::: SUPPLIED MATERIAL
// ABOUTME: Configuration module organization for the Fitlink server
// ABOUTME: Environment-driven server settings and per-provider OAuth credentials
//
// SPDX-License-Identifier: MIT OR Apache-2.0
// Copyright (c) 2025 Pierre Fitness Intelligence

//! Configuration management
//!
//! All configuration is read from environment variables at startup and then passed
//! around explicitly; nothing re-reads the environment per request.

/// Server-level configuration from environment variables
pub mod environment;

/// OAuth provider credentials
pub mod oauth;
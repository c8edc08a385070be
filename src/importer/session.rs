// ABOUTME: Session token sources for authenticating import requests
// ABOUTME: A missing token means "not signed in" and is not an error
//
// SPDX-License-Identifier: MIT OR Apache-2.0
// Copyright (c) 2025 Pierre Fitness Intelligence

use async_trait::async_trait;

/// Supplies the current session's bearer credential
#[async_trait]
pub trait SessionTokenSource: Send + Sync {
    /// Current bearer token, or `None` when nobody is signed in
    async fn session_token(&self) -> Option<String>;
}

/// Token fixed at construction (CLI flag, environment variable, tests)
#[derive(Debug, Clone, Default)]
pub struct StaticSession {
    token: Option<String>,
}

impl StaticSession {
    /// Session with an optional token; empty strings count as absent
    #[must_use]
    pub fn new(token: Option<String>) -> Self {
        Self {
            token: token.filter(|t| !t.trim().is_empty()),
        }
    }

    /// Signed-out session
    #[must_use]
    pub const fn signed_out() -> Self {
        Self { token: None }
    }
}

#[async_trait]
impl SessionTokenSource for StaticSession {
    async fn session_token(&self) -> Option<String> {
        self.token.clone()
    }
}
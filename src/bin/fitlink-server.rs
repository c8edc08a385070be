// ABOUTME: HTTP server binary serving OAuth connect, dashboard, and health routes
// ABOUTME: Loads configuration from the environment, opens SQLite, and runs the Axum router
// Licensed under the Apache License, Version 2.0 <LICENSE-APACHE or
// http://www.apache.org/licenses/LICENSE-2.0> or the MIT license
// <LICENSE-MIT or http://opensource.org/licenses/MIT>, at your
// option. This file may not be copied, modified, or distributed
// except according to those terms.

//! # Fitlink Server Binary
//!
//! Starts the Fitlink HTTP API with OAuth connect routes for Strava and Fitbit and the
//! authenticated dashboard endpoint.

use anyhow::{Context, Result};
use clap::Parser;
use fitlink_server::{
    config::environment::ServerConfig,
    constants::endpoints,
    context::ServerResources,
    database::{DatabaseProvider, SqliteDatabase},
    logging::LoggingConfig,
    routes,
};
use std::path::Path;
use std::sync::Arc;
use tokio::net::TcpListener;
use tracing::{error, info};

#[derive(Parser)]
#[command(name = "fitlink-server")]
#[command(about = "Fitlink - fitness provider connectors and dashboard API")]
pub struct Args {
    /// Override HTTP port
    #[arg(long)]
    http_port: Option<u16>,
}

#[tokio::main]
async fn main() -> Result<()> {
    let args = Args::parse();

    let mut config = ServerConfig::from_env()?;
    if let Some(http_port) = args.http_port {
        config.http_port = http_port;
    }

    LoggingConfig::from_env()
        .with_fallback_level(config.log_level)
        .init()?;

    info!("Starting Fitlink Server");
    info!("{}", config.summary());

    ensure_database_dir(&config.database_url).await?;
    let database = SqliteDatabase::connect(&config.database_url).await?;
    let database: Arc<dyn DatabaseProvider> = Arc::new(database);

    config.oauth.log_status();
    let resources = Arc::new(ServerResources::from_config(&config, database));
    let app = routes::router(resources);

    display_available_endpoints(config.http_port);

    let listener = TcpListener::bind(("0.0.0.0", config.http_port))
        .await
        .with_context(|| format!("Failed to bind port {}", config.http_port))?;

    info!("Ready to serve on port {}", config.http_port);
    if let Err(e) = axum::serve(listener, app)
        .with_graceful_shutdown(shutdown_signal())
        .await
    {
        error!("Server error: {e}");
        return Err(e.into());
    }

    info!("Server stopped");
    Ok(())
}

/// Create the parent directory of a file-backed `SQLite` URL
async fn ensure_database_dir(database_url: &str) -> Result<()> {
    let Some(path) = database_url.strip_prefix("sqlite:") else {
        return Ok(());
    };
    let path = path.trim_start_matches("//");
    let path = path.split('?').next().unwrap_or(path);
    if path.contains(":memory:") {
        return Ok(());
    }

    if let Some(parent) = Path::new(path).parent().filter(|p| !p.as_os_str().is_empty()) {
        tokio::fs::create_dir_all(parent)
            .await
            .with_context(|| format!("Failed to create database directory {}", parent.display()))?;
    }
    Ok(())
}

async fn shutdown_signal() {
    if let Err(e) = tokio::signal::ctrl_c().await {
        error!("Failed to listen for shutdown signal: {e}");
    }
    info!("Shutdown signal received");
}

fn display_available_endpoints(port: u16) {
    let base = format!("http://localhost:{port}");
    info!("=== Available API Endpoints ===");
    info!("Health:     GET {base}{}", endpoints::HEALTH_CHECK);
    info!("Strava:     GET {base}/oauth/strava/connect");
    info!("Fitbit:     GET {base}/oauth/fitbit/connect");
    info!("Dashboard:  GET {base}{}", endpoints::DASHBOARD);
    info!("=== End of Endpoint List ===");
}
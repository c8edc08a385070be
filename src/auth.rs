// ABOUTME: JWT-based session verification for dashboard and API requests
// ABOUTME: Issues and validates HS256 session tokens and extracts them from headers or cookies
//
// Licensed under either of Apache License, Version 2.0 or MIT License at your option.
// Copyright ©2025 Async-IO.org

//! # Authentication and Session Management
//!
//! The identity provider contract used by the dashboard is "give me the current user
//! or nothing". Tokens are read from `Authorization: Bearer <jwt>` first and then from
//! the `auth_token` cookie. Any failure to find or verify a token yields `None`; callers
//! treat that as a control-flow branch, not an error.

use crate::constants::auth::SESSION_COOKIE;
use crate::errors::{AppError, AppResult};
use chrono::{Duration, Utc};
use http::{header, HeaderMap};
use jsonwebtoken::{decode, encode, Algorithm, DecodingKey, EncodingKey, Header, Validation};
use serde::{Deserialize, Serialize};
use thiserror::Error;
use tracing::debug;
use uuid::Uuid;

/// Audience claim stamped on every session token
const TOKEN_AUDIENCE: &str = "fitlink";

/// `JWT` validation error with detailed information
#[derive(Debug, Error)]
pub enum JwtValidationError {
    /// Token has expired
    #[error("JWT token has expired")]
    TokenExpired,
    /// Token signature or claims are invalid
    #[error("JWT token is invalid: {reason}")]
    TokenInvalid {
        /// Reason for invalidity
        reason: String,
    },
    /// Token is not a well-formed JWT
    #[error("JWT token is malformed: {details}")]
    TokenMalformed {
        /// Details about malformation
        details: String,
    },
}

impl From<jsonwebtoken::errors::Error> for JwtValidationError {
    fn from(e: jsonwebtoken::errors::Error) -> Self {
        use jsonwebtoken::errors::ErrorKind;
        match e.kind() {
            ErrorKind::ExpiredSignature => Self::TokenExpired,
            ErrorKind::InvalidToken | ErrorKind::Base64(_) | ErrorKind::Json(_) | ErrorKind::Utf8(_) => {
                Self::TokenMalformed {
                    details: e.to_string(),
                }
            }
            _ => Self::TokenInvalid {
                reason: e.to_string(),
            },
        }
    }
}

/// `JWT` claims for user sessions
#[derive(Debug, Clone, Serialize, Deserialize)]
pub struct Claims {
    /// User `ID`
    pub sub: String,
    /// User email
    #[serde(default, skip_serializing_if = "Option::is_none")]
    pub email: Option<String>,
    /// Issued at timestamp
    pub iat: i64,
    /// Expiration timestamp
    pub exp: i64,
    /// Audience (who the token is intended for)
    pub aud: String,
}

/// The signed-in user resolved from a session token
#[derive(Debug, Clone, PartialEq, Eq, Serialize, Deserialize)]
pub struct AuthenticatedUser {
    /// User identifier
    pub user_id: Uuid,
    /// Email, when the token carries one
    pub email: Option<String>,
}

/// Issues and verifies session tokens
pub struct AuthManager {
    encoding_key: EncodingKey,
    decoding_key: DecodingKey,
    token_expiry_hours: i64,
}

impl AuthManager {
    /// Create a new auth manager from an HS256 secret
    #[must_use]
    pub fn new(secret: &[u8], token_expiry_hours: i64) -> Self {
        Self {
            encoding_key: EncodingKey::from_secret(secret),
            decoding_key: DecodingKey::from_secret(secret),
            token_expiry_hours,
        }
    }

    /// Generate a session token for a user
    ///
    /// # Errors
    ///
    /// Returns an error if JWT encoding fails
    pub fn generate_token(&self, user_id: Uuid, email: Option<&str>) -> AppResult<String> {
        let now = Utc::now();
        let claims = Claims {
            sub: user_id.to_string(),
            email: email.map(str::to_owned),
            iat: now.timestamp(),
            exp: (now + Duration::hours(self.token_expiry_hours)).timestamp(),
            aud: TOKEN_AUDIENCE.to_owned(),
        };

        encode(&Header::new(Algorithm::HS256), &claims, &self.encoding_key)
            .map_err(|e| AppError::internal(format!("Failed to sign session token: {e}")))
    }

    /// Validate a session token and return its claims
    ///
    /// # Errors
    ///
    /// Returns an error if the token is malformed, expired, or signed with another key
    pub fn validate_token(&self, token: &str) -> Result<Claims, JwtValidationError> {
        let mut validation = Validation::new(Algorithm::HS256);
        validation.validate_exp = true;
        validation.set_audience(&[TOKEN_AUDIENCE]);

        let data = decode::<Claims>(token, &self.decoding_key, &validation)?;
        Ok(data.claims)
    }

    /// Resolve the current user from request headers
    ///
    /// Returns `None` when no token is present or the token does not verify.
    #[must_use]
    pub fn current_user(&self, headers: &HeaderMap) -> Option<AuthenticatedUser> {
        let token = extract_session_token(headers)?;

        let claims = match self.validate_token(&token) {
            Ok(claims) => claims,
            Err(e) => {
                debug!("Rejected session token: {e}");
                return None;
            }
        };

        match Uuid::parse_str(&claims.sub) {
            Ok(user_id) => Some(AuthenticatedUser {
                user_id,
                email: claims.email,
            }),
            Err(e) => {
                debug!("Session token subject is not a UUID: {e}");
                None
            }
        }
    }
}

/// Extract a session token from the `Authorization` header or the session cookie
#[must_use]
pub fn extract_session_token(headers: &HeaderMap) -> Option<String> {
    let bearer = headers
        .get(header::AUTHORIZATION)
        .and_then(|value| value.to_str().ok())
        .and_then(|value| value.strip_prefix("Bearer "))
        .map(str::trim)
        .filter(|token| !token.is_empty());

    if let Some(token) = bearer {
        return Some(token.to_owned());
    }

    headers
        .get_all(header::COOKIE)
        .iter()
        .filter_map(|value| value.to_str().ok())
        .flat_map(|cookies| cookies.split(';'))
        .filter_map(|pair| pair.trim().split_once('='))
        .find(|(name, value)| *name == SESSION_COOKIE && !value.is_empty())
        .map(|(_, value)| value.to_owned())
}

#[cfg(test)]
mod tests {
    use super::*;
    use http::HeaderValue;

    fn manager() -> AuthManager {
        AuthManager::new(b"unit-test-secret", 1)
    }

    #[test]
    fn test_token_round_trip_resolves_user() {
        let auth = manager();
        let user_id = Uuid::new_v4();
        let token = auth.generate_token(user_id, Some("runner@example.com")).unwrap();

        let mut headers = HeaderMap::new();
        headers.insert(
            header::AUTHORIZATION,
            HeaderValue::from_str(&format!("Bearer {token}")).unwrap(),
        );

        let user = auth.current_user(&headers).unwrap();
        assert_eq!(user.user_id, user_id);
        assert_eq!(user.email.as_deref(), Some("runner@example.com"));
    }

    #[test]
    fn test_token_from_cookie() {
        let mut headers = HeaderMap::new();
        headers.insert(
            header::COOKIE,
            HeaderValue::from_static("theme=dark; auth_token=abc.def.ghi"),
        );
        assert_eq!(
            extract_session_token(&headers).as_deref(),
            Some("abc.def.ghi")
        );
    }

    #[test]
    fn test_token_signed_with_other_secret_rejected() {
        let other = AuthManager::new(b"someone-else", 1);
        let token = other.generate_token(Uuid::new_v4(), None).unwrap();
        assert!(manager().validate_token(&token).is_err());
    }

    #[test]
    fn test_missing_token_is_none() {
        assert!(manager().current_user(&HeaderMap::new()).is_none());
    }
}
::::::
● **TASK STATEMENT**
Looking at the data above, count the lines that contain the string "DatabaseProvider" and give only the count.

● **RESPONSE**
2